***** Available data *****
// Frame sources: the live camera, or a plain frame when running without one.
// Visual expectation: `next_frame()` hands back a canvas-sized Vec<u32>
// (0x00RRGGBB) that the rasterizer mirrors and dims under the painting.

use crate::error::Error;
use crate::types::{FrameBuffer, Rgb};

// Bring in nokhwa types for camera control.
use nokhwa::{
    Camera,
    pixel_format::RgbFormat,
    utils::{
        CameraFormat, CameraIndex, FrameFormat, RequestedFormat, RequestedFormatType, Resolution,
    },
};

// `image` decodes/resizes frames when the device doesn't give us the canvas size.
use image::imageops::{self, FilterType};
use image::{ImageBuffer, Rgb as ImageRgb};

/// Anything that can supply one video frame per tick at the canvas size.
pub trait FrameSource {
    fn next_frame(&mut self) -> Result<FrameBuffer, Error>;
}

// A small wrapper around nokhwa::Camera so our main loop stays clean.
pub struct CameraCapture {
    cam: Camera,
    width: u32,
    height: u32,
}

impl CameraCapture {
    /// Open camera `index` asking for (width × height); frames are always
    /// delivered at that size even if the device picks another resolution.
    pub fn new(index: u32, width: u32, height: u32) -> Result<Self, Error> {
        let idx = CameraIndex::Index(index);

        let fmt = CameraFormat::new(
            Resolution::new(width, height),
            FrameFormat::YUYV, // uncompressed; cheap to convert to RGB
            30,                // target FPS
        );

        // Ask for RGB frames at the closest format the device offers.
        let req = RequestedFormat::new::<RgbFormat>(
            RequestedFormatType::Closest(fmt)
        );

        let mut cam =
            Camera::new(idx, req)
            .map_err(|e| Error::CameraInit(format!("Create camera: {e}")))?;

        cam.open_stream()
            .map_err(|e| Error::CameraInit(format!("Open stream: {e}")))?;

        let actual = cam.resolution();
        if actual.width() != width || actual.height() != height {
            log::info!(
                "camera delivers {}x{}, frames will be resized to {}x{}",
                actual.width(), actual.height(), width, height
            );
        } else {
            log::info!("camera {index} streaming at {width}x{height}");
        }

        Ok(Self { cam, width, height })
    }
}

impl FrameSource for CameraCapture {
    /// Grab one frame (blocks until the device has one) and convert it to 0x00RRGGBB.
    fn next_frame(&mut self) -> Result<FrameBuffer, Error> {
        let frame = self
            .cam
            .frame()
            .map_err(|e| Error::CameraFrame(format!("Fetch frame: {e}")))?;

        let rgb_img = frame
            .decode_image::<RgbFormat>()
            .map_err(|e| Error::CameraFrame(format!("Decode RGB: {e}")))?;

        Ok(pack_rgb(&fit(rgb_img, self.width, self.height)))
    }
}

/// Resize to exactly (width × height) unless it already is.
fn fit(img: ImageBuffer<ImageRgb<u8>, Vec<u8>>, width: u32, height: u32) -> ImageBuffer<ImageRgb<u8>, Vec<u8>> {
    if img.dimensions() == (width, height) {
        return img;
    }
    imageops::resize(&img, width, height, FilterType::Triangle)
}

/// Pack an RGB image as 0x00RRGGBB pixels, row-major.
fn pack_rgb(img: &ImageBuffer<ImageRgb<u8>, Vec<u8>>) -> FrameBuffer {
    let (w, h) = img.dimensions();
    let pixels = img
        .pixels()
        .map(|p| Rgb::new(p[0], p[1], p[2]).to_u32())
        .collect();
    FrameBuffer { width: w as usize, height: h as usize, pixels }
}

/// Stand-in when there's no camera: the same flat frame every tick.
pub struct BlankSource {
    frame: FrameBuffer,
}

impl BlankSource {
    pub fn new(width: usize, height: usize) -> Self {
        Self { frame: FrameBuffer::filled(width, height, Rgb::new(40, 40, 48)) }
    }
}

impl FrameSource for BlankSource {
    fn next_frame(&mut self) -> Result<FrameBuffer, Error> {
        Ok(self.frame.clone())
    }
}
*****
§ **Assignment**
Show the lines of the records that contain the word "CameraIndex".

§ **Exercise answer**
        CameraFormat, CameraIndex, FrameFormat, RequestedFormat, RequestedFormatType, Resolution,
        let idx = CameraIndex::Index(index);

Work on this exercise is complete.